Dans le ciel nocturne silencieux, sa voix grave résonna : « Susan possède une paire de souliers de danse offerts par les dieux, qui peuvent l'emmener loin de ce monde las… Cette nuit est si belle qu'elle me donne envie de pleurer. Je vais me jeter à l'eau, adieu à la mer des illusions, au doux abîme, voici mon royaume… Le bal tant attendu, alors que ce soir le bleu profond est aussi doux que l'eau, je ne me retournerai pas… Je vais me jeter à l'eau et me perdre dans la mer des ténèbres… »
Ses pas étaient extrêmement instables sur le bord de la neige, et elle pouvait tomber à tout moment. À cet instant, je sentis que je ne pouvais plus supporter d'avoir constamment peur d'elle, alors je me suis précipité hors de la pièce et j'ai couru vers l'immeuble d'en face.
C'est un bâtiment abandonné depuis longtemps. La cage d'escalier, si sombre qu'on n'y voit rien, était autrefois remplie d'eaux usées, mais elle est maintenant gelée. Une forte odeur de renfermé flotte dans l'air. J'ignore ce qui s'entasse encore dans l'obscurité, et je préfère ne pas le savoir. Je grimpe à tâtons le long du bâtiment, n'ayant qu'une seule envie
: atteindre le toit au plus vite.
Mes pas résonnaient sur l'escalier de pierre silencieux, le bruit me paraissant presque assourdissant, mon cœur s'emballant à chaque étage gravi. Je montais les marches à toute vitesse, essoufflée, jusqu'à entendre le sifflement du vent venant du dernier étage.

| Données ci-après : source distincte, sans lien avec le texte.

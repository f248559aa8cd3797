//! Generic executor shared by every Websets tool.
//!
//! A tool is an [`Operation`] (name, upstream endpoint, optional 400 help text)
//! plus an argument type implementing [`ToolArgs`]. Execution is always:
//! deserialize, validate, render the path, issue exactly one upstream call,
//! wrap the outcome in a [`ToolsCallResult`].

use serde::de::DeserializeOwned;
use serde_json::Value;
use tracing::{debug, info_span, warn, Instrument};

use super::context::ToolContext;
use super::protocol::{McpError, ToolsCallResult};
use super::registry::{RegisteredTool, ToolBuilder, ToolResult};
use super::validation::ValidationError;
use crate::server::metrics;
use crate::websets::{ApiError, ApiRequest, Endpoint};

/// Hints appended to upstream errors, keyed by status.
const STATUS_HINTS: &[(u16, &str)] = &[
    (
        401,
        "This error indicates your API key is invalid or missing. Please check your EXA_API_KEY.",
    ),
    (
        404,
        "The requested resource was not found. Please verify the ID is correct.",
    ),
    (
        429,
        "Rate limit exceeded. Please wait before making more requests.",
    ),
];

/// A tool bound to one upstream endpoint.
#[derive(Debug)]
pub struct Operation {
    pub tool: &'static str,
    pub endpoint: Endpoint,
    /// Appended to upstream 400 errors.
    pub bad_request_help: Option<&'static str>,
}

/// Typed arguments of one tool.
pub trait ToolArgs: DeserializeOwned + Send + 'static {
    /// Values for the endpoint's `{placeholders}`.
    fn path_params(&self) -> Vec<(&'static str, &str)> {
        Vec::new()
    }

    fn query(&self) -> Vec<(String, String)> {
        Vec::new()
    }

    fn body(&self) -> Option<Value> {
        None
    }

    fn validate(&self) -> Result<(), ValidationError> {
        Ok(())
    }
}

/// Registers `op` as a tool backed by [`execute`].
pub fn upstream_tool<A: ToolArgs>(
    op: &'static Operation,
    description: &str,
    input_schema: Value,
) -> RegisteredTool {
    ToolBuilder::new(op.tool)
        .description(description)
        .input_schema(input_schema)
        .build(move |ctx, args| execute::<A>(ctx, op, args))
}

/// Runs one tool invocation end to end.
pub async fn execute<A: ToolArgs>(
    ctx: ToolContext,
    op: &'static Operation,
    args: Value,
) -> ToolResult {
    let span = info_span!(
        "tool_call",
        tool = op.tool,
        request_id = %ctx.request_id,
        session_id = %ctx.session_id
    );

    async move {
        debug!("Starting {}", op.tool);

        let request = match prepare::<A>(op, args) {
            Ok(request) => request,
            Err(e) => {
                warn!("Rejected arguments: {}", e);
                metrics::record_tool_call(op.tool, "invalid_arguments");
                return Ok(ToolsCallResult::error(format!(
                    "Invalid arguments for {}: {}",
                    op.tool, e
                )));
            }
        };

        match ctx.api.send(request).await {
            Ok(body) => {
                debug!("Completed {}", op.tool);
                metrics::record_tool_call(op.tool, "success");
                ToolsCallResult::json(&body).map_err(|e| McpError::InternalError(e.to_string()))
            }
            Err(e) => {
                warn!("{} failed: {}", op.tool, e);
                metrics::record_tool_call(op.tool, outcome_label(&e));
                Ok(ToolsCallResult::error(format_api_error(op, &e)))
            }
        }
    }
    .instrument(span)
    .await
}

fn prepare<A: ToolArgs>(op: &Operation, args: Value) -> Result<ApiRequest, ValidationError> {
    let args: A = serde_json::from_value(args)?;
    args.validate()?;
    let path = op.endpoint.render(&args.path_params())?;

    Ok(ApiRequest {
        method: op.endpoint.method,
        path,
        query: args.query(),
        body: args.body(),
    })
}

fn outcome_label(err: &ApiError) -> &'static str {
    match err {
        ApiError::MissingApiKey => "missing_api_key",
        ApiError::Transport(_) => "transport_error",
        ApiError::Upstream { .. } => "upstream_error",
        ApiError::InvalidResponse(_) => "invalid_response",
    }
}

/// Renders an upstream failure as the text of an error envelope.
pub fn format_api_error(op: &Operation, err: &ApiError) -> String {
    let ApiError::Upstream {
        status,
        message,
        details,
    } = err
    else {
        return format!("Error in {}: {}", op.tool, err);
    };

    let mut text = format!("Error in {} ({}): {}", op.tool, status, message);
    if let Some(details) = details {
        text.push_str("\nDetails: ");
        text.push_str(details);
    }
    if let Some((_, hint)) = STATUS_HINTS.iter().find(|(code, _)| code == status) {
        text.push_str("\n\n");
        text.push_str(hint);
    }
    if *status == 400 {
        if let Some(help) = op.bad_request_help {
            text.push_str("\n\n");
            text.push_str(help);
        }
    }
    text
}
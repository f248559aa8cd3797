//! HTTP client for the Exa Websets API.

use async_trait::async_trait;
use reqwest::header::{HeaderMap, HeaderValue, ACCEPT, CONTENT_TYPE};
use serde_json::{json, Value};
use std::time::{Duration, Instant};
use tracing::debug;

use super::endpoints::HttpMethod;
use super::error::ApiError;
use crate::server::metrics;

/// Header carrying the API credential on every upstream call.
pub const API_KEY_HEADER: &str = "x-api-key";

/// A fully resolved upstream call: the path is already rendered.
#[derive(Debug, Clone, PartialEq)]
pub struct ApiRequest {
    pub method: HttpMethod,
    pub path: String,
    pub query: Vec<(String, String)>,
    pub body: Option<Value>,
}

/// Anything that can execute a Websets API call.
///
/// The real implementation is [`WebsetsClient`]; tests substitute recording fakes.
#[async_trait]
pub trait WebsetsApi: Send + Sync {
    async fn send(&self, request: ApiRequest) -> Result<Value, ApiError>;
}

/// HTTP client for the Websets API.
pub struct WebsetsClient {
    client: reqwest::Client,
    base_url: String,
    api_key: Option<String>,
}

impl WebsetsClient {
    /// Create a new Websets client.
    ///
    /// # Arguments
    /// * `base_url` - Base URL of the API (e.g., "https://api.exa.ai/websets")
    /// * `api_key` - Credential sent as `x-api-key`; absence is reported per call
    /// * `timeout` - Request timeout applied to every call
    pub fn new(
        base_url: &str,
        api_key: Option<String>,
        timeout: Duration,
    ) -> Result<Self, reqwest::Error> {
        let mut headers = HeaderMap::new();
        headers.insert(ACCEPT, HeaderValue::from_static("application/json"));
        headers.insert(CONTENT_TYPE, HeaderValue::from_static("application/json"));

        let client = reqwest::Client::builder()
            .timeout(timeout)
            .default_headers(headers)
            .build()?;

        // Ensure base_url doesn't have trailing slash
        let base_url = base_url.trim_end_matches('/').to_string();
        let api_key = api_key.filter(|key| !key.trim().is_empty());

        Ok(Self {
            client,
            base_url,
            api_key,
        })
    }

    pub fn base_url(&self) -> &str {
        &self.base_url
    }

    pub fn has_api_key(&self) -> bool {
        self.api_key.is_some()
    }
}

#[async_trait]
impl WebsetsApi for WebsetsClient {
    async fn send(&self, request: ApiRequest) -> Result<Value, ApiError> {
        let api_key = self.api_key.as_deref().ok_or(ApiError::MissingApiKey)?;

        let url = format!("{}{}", self.base_url, request.path);
        let mut builder = self
            .client
            .request(request.method.into(), &url)
            .header(API_KEY_HEADER, api_key);
        if !request.query.is_empty() {
            builder = builder.query(&request.query);
        }
        if let Some(body) = &request.body {
            builder = builder.json(body);
        }

        debug!("{} {}", request.method, url);
        let start = Instant::now();
        let response = builder.send().await.map_err(ApiError::transport)?;
        let status = response.status();
        metrics::record_upstream_request(request.method.as_str(), start.elapsed());
        debug!("{} {} -> {}", request.method, url, status);

        let text = response.text().await.map_err(ApiError::transport)?;
        if !status.is_success() {
            return Err(ApiError::from_upstream(status, &text));
        }
        if text.trim().is_empty() {
            return Ok(json!({ "success": true, "status": status.as_u16() }));
        }

        serde_json::from_str(&text).map_err(|e| ApiError::InvalidResponse(e.to_string()))
    }
}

Les deux portes de bois délabrées qui menaient au toit claquaient sous le vent violent. Je pénétrai dans ce monde recouvert de neige, et une série d'empreintes nettes s'étendaient devant moi, jusqu'aux pieds de Xiaoxue, au loin. Elle se tenait là, immobile, et il me sembla qu'un lien indissoluble nous unissait par la ligne formée par ces empreintes.
Je me suis dirigé vers Xiaoxue. Le vent était si violent que j'avais du mal à ouvrir les yeux, et le froid mordant me glaçait les os. Au moment où j'allais la rejoindre, elle s'est soudainement retournée et m'a regardé.